* **Task**: Take every line in the entries that includes the word "other" and copy it.

Records excerpted from a collection
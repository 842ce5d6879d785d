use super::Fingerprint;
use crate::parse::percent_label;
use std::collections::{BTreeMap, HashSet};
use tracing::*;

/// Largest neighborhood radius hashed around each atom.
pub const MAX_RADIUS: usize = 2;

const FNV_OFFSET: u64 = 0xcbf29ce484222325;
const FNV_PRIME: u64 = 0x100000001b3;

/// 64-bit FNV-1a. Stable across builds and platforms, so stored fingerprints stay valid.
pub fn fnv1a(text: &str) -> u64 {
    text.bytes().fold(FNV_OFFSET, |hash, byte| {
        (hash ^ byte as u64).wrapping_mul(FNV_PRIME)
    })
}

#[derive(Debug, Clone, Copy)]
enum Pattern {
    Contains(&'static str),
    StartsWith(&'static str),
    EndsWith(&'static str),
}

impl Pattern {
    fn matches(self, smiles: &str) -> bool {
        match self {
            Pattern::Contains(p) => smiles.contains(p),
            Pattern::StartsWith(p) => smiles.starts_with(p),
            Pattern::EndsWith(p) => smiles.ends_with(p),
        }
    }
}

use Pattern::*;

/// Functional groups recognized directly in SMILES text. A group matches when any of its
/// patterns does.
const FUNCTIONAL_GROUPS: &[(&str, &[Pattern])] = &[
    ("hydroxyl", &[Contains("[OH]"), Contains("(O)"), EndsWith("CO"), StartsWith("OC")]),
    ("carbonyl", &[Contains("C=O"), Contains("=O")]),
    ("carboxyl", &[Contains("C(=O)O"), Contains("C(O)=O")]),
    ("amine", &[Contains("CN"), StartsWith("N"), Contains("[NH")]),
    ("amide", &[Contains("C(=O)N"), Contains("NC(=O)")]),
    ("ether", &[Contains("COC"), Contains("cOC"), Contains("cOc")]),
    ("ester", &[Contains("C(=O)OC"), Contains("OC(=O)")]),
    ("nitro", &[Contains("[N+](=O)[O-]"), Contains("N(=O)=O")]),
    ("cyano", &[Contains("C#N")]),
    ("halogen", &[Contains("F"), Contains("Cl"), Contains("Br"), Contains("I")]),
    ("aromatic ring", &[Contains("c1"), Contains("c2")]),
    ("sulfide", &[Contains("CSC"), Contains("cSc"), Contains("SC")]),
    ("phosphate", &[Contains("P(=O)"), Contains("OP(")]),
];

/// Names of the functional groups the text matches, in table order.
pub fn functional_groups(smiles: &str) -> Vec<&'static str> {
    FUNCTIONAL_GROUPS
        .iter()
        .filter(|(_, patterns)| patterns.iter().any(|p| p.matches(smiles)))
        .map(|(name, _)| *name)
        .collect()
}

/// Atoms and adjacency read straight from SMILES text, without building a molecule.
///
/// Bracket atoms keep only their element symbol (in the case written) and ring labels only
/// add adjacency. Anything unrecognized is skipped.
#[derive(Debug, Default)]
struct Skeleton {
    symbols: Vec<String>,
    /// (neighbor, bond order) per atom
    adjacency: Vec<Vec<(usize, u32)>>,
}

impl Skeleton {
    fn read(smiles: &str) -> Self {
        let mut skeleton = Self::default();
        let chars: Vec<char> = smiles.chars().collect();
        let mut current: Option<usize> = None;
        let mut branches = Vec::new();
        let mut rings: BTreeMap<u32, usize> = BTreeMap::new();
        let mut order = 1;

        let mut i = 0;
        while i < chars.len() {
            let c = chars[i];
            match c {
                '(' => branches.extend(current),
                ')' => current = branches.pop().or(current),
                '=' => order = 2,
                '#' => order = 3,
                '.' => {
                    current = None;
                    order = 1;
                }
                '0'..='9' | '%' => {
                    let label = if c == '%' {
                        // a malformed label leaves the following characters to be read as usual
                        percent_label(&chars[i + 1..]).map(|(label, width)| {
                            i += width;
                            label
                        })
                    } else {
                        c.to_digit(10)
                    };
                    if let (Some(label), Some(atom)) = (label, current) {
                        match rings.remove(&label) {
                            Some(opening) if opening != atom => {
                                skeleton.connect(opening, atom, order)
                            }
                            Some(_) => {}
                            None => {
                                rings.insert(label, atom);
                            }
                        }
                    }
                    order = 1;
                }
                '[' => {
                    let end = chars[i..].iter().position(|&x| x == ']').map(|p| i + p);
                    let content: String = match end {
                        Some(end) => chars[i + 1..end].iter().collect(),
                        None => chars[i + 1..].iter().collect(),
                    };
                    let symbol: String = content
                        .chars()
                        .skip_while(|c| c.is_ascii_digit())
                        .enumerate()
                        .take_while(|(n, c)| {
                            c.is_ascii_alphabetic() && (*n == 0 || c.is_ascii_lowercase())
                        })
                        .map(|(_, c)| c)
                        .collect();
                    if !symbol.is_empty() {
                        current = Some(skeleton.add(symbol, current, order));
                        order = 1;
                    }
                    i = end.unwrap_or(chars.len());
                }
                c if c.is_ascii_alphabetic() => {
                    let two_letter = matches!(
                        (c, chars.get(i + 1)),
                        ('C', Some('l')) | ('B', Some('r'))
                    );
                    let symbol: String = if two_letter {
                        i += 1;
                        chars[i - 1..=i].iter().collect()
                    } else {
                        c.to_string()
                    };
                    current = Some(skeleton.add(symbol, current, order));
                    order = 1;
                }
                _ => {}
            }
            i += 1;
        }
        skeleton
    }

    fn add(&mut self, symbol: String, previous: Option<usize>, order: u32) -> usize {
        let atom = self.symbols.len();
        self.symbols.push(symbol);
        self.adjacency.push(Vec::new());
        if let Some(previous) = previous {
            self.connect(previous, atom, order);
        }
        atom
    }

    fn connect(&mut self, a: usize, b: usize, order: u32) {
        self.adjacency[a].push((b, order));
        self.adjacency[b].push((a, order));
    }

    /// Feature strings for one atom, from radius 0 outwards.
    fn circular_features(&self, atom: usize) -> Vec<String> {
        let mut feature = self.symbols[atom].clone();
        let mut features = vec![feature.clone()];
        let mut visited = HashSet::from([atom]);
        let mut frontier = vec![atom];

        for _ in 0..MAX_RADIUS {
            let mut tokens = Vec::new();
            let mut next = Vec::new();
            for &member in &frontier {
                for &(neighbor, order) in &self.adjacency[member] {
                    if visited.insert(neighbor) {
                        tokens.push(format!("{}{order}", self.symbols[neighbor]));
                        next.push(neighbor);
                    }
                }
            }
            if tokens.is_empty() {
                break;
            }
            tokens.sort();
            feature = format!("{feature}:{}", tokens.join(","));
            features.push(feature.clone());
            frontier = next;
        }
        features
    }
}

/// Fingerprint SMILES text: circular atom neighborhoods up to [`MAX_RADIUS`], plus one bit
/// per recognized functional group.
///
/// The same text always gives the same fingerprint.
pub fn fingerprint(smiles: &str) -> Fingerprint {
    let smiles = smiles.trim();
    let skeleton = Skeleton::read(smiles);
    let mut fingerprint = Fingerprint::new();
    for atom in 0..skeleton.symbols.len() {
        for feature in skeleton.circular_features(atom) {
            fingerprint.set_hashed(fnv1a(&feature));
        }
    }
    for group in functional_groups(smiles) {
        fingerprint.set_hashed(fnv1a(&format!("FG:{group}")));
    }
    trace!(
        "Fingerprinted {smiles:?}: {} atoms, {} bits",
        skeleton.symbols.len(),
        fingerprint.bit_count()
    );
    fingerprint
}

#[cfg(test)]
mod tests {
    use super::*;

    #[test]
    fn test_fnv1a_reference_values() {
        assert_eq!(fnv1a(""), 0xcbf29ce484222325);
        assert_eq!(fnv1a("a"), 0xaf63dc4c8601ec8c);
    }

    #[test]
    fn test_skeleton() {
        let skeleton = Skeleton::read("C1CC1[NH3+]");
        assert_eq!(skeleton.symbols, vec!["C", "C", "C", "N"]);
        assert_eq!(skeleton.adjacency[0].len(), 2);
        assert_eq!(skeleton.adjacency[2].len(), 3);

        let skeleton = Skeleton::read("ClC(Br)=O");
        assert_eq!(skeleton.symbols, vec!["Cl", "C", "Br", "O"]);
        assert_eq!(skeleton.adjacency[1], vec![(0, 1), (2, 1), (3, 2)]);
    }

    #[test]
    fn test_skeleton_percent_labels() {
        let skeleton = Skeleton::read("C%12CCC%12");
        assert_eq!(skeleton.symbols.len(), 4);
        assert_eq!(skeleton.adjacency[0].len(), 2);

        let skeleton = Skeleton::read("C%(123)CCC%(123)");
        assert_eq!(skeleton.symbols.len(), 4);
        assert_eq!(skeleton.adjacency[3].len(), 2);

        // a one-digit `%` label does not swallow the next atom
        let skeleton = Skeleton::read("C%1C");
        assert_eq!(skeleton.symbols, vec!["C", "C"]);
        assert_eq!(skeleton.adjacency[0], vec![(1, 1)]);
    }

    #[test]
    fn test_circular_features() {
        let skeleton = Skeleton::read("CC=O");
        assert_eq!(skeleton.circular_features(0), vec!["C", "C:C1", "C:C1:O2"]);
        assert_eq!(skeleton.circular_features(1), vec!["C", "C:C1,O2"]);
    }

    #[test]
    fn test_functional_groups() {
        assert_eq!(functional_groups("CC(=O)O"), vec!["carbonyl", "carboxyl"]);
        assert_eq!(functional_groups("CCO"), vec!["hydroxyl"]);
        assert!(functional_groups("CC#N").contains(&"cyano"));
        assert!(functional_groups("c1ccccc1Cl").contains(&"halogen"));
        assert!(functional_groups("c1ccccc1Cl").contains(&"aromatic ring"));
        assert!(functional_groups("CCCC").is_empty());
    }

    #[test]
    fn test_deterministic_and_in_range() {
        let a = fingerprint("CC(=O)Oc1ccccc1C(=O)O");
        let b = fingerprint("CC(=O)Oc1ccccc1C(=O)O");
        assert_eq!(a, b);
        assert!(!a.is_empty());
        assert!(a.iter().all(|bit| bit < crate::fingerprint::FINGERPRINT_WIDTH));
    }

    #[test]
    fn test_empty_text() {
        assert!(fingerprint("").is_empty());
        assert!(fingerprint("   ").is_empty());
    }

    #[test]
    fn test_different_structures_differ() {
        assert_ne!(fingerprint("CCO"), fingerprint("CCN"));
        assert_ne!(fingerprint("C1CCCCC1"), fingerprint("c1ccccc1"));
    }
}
==
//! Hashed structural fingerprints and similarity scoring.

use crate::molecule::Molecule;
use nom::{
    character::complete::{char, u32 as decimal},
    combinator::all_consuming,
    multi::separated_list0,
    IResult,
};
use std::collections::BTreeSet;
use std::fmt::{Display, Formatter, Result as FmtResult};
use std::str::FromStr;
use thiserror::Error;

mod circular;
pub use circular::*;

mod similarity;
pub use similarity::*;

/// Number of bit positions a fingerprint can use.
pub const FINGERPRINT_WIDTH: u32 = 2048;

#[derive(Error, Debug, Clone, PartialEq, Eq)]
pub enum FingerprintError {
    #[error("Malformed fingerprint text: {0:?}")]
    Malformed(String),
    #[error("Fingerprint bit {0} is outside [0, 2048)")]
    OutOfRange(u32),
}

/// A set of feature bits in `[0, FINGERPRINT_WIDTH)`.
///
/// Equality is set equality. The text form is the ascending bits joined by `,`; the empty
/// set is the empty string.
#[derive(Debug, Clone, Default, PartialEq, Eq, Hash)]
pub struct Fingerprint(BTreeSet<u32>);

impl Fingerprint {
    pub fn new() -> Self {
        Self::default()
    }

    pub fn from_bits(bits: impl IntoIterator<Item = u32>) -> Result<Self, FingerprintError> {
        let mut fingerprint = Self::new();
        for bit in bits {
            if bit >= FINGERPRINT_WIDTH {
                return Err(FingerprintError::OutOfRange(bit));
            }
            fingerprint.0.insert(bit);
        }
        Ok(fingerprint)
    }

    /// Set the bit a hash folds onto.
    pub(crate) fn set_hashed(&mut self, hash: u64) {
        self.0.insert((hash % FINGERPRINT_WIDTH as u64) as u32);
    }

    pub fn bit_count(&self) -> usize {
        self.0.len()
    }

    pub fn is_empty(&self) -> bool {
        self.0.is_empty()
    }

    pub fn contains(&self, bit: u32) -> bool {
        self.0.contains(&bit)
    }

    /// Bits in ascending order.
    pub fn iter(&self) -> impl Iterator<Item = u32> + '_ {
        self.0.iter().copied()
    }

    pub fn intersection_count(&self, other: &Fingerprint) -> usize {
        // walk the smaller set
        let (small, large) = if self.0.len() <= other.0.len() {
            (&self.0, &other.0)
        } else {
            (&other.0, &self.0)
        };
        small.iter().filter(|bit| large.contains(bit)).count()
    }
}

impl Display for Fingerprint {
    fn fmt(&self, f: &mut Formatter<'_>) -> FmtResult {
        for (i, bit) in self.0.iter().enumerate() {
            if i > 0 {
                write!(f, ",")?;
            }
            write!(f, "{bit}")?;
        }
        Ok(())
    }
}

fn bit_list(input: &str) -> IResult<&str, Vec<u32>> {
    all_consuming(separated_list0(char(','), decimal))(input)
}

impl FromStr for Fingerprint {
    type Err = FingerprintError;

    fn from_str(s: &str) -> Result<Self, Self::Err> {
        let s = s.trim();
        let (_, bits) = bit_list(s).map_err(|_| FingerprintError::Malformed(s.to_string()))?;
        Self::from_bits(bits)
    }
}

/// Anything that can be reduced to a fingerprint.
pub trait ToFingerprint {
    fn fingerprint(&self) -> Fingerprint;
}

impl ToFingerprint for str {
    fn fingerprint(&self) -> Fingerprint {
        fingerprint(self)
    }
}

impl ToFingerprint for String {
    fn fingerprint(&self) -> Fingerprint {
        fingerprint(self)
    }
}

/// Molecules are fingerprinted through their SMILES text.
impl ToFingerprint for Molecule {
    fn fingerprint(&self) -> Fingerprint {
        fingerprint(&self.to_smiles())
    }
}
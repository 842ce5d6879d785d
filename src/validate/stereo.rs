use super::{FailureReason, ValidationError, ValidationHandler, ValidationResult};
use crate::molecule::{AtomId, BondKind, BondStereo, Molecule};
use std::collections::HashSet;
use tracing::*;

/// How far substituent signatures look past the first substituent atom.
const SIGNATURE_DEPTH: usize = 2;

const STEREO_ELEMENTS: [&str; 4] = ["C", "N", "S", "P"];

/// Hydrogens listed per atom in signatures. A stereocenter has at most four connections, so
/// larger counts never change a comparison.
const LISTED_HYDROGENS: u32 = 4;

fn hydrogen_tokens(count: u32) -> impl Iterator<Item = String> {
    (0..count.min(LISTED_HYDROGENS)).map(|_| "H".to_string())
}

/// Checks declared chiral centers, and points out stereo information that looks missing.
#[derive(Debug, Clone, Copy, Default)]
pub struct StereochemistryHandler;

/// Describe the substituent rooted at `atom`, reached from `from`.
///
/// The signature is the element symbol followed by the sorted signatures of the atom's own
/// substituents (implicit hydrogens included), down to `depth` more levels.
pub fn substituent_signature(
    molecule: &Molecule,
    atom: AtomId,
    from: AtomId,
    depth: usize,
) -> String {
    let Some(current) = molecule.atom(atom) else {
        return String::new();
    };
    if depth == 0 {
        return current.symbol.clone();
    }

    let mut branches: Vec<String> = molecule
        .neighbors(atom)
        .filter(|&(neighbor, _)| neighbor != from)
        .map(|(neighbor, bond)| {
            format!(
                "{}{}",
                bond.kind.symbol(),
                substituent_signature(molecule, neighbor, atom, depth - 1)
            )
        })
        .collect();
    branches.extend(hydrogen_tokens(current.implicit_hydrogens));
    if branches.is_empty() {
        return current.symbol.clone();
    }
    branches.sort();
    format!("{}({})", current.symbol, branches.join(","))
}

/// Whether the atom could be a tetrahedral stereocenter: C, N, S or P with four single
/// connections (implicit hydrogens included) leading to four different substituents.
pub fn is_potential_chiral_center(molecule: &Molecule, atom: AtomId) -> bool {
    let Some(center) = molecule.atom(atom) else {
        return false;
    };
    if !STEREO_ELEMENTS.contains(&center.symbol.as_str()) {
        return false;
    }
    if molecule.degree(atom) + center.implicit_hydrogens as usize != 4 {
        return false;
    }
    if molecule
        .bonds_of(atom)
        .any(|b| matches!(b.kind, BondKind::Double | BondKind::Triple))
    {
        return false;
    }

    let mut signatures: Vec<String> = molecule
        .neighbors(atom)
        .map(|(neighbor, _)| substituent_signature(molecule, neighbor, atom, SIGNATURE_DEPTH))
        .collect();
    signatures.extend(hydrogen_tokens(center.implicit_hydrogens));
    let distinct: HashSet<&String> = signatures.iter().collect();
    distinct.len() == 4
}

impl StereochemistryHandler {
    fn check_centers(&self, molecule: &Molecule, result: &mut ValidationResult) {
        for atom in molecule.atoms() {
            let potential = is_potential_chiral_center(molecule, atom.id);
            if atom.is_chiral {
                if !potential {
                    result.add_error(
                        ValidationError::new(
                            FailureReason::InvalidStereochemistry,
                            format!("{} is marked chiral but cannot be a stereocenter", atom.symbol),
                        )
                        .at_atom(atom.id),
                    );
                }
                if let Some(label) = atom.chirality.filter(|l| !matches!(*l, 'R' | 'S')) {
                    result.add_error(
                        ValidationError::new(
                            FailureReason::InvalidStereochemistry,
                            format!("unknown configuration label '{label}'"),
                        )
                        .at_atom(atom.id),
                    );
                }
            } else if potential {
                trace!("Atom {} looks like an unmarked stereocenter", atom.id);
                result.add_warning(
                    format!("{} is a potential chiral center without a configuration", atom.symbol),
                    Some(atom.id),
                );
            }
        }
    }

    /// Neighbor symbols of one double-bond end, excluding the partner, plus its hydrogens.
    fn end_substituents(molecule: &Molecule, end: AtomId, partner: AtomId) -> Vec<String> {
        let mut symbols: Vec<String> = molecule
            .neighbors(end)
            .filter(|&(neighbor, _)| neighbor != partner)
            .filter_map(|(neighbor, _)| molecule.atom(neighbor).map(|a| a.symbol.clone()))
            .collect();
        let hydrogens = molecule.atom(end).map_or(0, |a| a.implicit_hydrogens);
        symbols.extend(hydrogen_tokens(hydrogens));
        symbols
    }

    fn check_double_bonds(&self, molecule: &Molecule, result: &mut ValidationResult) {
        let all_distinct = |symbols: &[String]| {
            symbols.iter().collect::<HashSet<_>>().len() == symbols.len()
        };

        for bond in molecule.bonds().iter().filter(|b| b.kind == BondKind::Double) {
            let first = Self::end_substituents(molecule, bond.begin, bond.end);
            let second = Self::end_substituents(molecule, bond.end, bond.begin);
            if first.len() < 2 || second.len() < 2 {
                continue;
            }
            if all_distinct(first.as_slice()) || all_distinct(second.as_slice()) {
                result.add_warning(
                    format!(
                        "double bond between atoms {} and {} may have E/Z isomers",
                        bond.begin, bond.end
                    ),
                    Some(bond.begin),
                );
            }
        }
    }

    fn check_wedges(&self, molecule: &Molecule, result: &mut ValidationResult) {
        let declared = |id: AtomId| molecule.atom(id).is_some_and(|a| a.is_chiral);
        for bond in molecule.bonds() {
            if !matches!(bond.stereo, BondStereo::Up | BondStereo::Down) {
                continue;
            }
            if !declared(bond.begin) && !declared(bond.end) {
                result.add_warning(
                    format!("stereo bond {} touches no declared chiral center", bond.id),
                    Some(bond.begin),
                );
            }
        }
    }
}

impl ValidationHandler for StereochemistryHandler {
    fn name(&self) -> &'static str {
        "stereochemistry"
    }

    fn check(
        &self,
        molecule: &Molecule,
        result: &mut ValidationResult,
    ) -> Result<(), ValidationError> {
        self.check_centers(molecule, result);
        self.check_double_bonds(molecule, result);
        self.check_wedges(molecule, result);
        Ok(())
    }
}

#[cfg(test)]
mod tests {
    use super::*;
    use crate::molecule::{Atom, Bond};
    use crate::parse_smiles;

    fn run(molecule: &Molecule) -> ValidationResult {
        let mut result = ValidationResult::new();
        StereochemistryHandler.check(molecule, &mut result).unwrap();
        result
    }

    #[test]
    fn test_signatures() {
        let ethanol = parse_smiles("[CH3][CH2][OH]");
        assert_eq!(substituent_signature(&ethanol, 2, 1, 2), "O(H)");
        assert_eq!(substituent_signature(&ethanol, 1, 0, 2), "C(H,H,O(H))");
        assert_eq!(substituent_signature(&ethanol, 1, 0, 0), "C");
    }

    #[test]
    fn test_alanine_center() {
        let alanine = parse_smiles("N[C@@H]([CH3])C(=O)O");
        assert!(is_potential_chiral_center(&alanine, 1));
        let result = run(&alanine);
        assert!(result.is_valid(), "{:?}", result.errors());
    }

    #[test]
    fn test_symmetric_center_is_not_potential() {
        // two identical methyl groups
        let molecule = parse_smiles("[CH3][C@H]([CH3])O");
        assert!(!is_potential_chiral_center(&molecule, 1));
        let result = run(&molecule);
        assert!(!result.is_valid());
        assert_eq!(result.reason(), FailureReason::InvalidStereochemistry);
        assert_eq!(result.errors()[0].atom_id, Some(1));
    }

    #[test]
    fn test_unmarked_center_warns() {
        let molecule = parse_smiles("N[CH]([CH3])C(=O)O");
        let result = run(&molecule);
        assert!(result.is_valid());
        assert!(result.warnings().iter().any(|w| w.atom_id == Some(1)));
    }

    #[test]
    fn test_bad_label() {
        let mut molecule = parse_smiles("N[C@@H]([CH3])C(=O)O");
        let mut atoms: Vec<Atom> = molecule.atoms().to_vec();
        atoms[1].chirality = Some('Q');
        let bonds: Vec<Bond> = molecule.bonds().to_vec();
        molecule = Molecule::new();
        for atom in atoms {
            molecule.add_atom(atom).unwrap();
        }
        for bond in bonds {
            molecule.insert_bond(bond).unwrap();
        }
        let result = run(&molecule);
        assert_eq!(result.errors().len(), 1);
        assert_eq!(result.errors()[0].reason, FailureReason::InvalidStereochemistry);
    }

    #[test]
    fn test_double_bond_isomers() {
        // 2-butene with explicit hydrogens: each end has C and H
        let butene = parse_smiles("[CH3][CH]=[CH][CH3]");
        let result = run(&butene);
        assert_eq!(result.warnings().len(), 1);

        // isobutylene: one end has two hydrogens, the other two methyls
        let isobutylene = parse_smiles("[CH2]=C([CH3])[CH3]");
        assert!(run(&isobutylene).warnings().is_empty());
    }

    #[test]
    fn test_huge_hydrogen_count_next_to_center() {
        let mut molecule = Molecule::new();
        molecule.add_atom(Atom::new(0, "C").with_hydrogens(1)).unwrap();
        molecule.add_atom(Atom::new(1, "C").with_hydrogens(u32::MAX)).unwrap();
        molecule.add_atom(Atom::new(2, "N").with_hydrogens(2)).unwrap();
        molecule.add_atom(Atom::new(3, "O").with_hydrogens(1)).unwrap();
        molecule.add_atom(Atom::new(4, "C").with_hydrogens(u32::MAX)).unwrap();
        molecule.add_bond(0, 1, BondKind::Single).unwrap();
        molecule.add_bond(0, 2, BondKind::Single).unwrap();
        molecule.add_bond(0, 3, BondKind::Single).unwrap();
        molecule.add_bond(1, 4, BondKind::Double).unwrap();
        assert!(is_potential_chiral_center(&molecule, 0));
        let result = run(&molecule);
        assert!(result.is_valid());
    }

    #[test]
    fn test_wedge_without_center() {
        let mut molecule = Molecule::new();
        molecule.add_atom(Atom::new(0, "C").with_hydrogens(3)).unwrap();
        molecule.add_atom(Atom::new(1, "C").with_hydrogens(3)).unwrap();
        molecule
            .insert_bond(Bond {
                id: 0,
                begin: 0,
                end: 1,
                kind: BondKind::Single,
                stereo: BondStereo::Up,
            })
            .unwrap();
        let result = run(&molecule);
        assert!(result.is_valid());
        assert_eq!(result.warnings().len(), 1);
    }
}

* **Expected answer**:
    pub fn intersection_count(&self, other: &Fingerprint) -> usize {
        let (small, large) = if self.0.len() <= other.0.len() {
            (&self.0, &other.0)
            (&other.0, &self.0)
        // isobutylene: one end has two hydrogens, the other two methyls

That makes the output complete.